Task brief:
Each line from the start of the data below through the one containing "pub struct PlannerSessions" must be reproduced exactly.

(Saved entries)
※ ※ ※

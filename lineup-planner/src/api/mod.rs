//! HTTP API handlers for lineup-planner

pub mod assignments;
pub mod buildinfo;
pub mod error;
pub mod health;
pub mod lineup;
pub mod sse;
pub mod stages;

pub use buildinfo::get_build_info;
pub use error::{ApiError, ApiResult};
pub use health::health_routes;
pub use sse::event_stream;
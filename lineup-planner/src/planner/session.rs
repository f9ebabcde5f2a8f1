//! Planner sessions
//!
//! One planner per event, loaded lazily on first use. Each planner sits
//! behind its own mutex that is held across the store call, so gestures for
//! one event are applied one at a time while different events proceed
//! concurrently.

use std::collections::HashMap;
use std::sync::Arc;

use tokio::sync::{Mutex, RwLock};
use tracing::{debug, info};
use uuid::Uuid;

use lineup_common::events::EventBus;

use super::{LineupPlanner, Result};
use crate::store::LineupStore;

/// Shared handle to one event's planner
pub type SharedPlanner = Arc<Mutex<LineupPlanner>>;

pub struct PlannerSessions {
    store: Arc<dyn LineupStore>,
    event_bus: EventBus,
    sessions: RwLock<HashMap<Uuid, SharedPlanner>>,
}

impl PlannerSessions {
    pub fn new(store: Arc<dyn LineupStore>, event_bus: EventBus) -> Self {
        Self {
            store,
            event_bus,
            sessions: RwLock::new(HashMap::new()),
        }
    }

    pub fn store(&self) -> &dyn LineupStore {
        self.store.as_ref()
    }

    /// Planner for an event, loading it from the store if needed
    pub async fn get_or_load(&self, event_id: Uuid) -> Result<SharedPlanner> {
        if let Some(planner) = self.sessions.read().await.get(&event_id) {
            return Ok(Arc::clone(planner));
        }

        let planner =
            LineupPlanner::load(self.store.as_ref(), event_id, self.event_bus.clone()).await?;

        // Another request may have loaded the same event meanwhile; keep the first
        let mut sessions = self.sessions.write().await;
        let shared = Arc::clone(
            sessions
                .entry(event_id)
                .or_insert_with(|| Arc::new(Mutex::new(planner))),
        );
        debug!("Planner session open for event {} ({} total)", event_id, sessions.len());

        Ok(shared)
    }

    /// Re-fetch an event's planner from the store
    pub async fn reload(&self, event_id: Uuid) -> Result<SharedPlanner> {
        let existing = self.sessions.read().await.get(&event_id).cloned();

        match existing {
            Some(planner) => {
                planner.lock().await.reload(self.store.as_ref()).await?;
                Ok(planner)
            }
            None => self.get_or_load(event_id).await,
        }
    }

    /// Drop an event's planner; returns false if none was open
    pub async fn close(&self, event_id: Uuid) -> bool {
        let closed = self.sessions.write().await.remove(&event_id).is_some();
        if closed {
            info!("Closed planner session for event {}", event_id);
        }
        closed
    }

    pub async fn len(&self) -> usize {
        self.sessions.read().await.len()
    }

    pub async fn is_empty(&self) -> bool {
        self.len().await == 0
    }
}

※ ※ ※

Result:
filename lineup-planner/src/api/mod.rs
//! HTTP API handlers for lineup-planner

pub mod assignments;
pub mod buildinfo;
pub mod error;
pub mod health;
pub mod lineup;
pub mod sse;
pub mod stages;

pub use buildinfo::get_build_info;
pub use error::{ApiError, ApiResult};
pub use health::health_routes;
pub use sse::event_stream;
filename lineup-planner/src/planner/session.rs
repository f9ebabcde5f2a8f1
//! Planner sessions
//!
//! One planner per event, loaded lazily on first use. Each planner sits
//! behind its own mutex that is held across the store call, so gestures for
//! one event are applied one at a time while different events proceed
//! concurrently.

use std::collections::HashMap;
use std::sync::Arc;

use tokio::sync::{Mutex, RwLock};
use tracing::{debug, info};
use uuid::Uuid;

use lineup_common::events::EventBus;

use super::{LineupPlanner, Result};
use crate::store::LineupStore;

/// Shared handle to one event's planner
pub type SharedPlanner = Arc<Mutex<LineupPlanner>>;

pub struct PlannerSessions {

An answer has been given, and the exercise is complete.